December 28, 2014

Fuel/Friends Chapel Session #33: Alex Dezen (of The Damnwells)

alex dezen 1

I have always said that Alex Dezen, of the beloved Brooklyn band The Damnwells, has a romantic voice.

I don’t mean that in the way we picture Valentine’s Day cards or the airbrushed bodices on paperback romance novellas. By “romantic” I am alluding to the artistic movement that wished to remove us all back to nature, to crack through the dust on our Mannerist hearts. I hear the febrile brushstrokes of light and lightning in a Turner landscape, or the kind of voice that can carry one off to war, or the high plains, or to sea.

Strong words: yep. But this is an exceptionally strong and expressive voice. One listen to these chapel sessions will introduce you, perhaps, to a voice that does the same for you.

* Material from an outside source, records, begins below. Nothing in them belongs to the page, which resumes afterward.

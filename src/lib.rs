//! # Questgen
//!
//! Content generators for a Minecraft server running the NotQuests plugin.
//!
//! ## Architecture Overview
//!
//! - **Quest Model**: serializable quest, objective, reward and settings types
//! - **Generation System**: seeded, weighted-random quest generation over
//!   fixed per-category content tables
//! - **Output**: YAML configuration writer for generated collections
//! - **Item Atlas**: converter from a font item atlas to character-constant
//!   source classes
//!
//! Every random draw goes through a `StdRng` passed in by the caller, so a
//! run is reproducible from its seed.

pub mod atlas;
pub mod generation;
pub mod output;
pub mod quest;

pub use generation::*;
pub use output::*;
pub use quest::*;

pub use generation::{
    describe_objective, generate_quests, objective_amount, GenerationConfig, Generator,
    QuestGenerator,
};

/// Core error type for quest and atlas generation.
#[derive(thiserror::Error, Debug)]
pub enum QuestGenError {
    /// I/O operation failed
    #[error("I/O error: {0}")]
    Io(#[from] std::io::Error),

    /// JSON serialization/deserialization error
    #[error("Serialization error: {0}")]
    Serde(#[from] serde_json::Error),

    /// YAML serialization error
    #[error("YAML error: {0}")]
    Yaml(#[from] serde_yaml::Error),

    /// Configuration file could not be parsed
    #[error("Config parse error: {0}")]
    ConfigParse(#[from] toml::de::Error),

    /// Configuration values are out of range
    #[error("Invalid configuration: {0}")]
    InvalidConfig(String),

    /// Generation failed
    #[error("Generation failed: {0}")]
    GenerationFailed(String),

    /// Item atlas content is malformed
    #[error("Invalid item atlas: {0}")]
    AtlasFormat(String),
}

/// Result type used throughout the questgen codebase.
pub type QuestGenResult<T> = Result<T, QuestGenError>;

/// Version information for the tool.
pub const VERSION: &str = env!("CARGO_PKG_VERSION");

After so many years of being a fan of his songs, it was a genuine delight to have his voice fill and echo in that chapel space.

He gave us two of his newer solo songs, an old (gorgeous) gospel-tinged Damnwells tune, and a cover from one of my favorite soul artists of all time. If you want to hear more, Alex has put out a series of four intimate (Bedhead) EPs this past year, and all are worth delving deeply into. The fifth Damnwells LP is due in April 2015 on Rock Ridge Music.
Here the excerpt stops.